- WHAT TO PRODUCE
The data below should be copied over with complete accuracy.

- DATASET RECORDS
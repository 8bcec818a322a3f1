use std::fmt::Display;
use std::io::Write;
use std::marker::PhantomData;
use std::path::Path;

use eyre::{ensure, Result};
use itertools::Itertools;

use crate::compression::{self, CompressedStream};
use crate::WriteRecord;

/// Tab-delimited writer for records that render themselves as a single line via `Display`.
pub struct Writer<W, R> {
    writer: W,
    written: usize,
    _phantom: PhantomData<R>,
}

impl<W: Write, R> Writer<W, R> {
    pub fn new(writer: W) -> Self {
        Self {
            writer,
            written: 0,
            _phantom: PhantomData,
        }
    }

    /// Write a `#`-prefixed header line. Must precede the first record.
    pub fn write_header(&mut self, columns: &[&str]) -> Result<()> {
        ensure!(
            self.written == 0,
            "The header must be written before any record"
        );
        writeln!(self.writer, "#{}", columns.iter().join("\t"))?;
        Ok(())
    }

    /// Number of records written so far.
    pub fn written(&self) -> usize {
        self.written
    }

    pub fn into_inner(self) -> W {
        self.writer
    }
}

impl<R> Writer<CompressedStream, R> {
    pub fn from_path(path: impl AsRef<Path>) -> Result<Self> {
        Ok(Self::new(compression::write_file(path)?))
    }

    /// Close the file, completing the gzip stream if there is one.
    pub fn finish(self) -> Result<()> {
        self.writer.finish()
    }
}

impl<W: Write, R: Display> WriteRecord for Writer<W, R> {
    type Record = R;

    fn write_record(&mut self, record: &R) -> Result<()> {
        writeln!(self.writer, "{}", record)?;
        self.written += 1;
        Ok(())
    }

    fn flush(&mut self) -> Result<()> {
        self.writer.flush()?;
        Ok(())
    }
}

- FINAL ANSWER
repository 8bcec818a322a3f1
use std::fmt::Display;
use std::io::Write;
use std::marker::PhantomData;
use std::path::Path;

use eyre::{ensure, Result};
use itertools::Itertools;

use crate::compression::{self, CompressedStream};
use crate::WriteRecord;

/// Tab-delimited writer for records that render themselves as a single line via `Display`.
pub struct Writer<W, R> {
    writer: W,
    written: usize,
    _phantom: PhantomData<R>,
}

impl<W: Write, R> Writer<W, R> {
    pub fn new(writer: W) -> Self {
        Self {
            writer,
            written: 0,
            _phantom: PhantomData,
        }
    }

    /// Write a `#`-prefixed header line. Must precede the first record.
    pub fn write_header(&mut self, columns: &[&str]) -> Result<()> {
        ensure!(
            self.written == 0,
            "The header must be written before any record"
        );
        writeln!(self.writer, "#{}", columns.iter().join("\t"))?;
        Ok(())
    }

    /// Number of records written so far.
    pub fn written(&self) -> usize {
        self.written
    }

    pub fn into_inner(self) -> W {
        self.writer
    }
}

impl<R> Writer<CompressedStream, R> {
    pub fn from_path(path: impl AsRef<Path>) -> Result<Self> {
        Ok(Self::new(compression::write_file(path)?))
    }

    /// Close the file, completing the gzip stream if there is one.
    pub fn finish(self) -> Result<()> {
        self.writer.finish()
    }
}

impl<W: Write, R: Display> WriteRecord for Writer<W, R> {
    type Record = R;

    fn write_record(&mut self, record: &R) -> Result<()> {
        writeln!(self.writer, "{}", record)?;
        self.written += 1;
        Ok(())
    }

    fn flush(&mut self) -> Result<()> {
        self.writer.flush()?;
        Ok(())
    }
}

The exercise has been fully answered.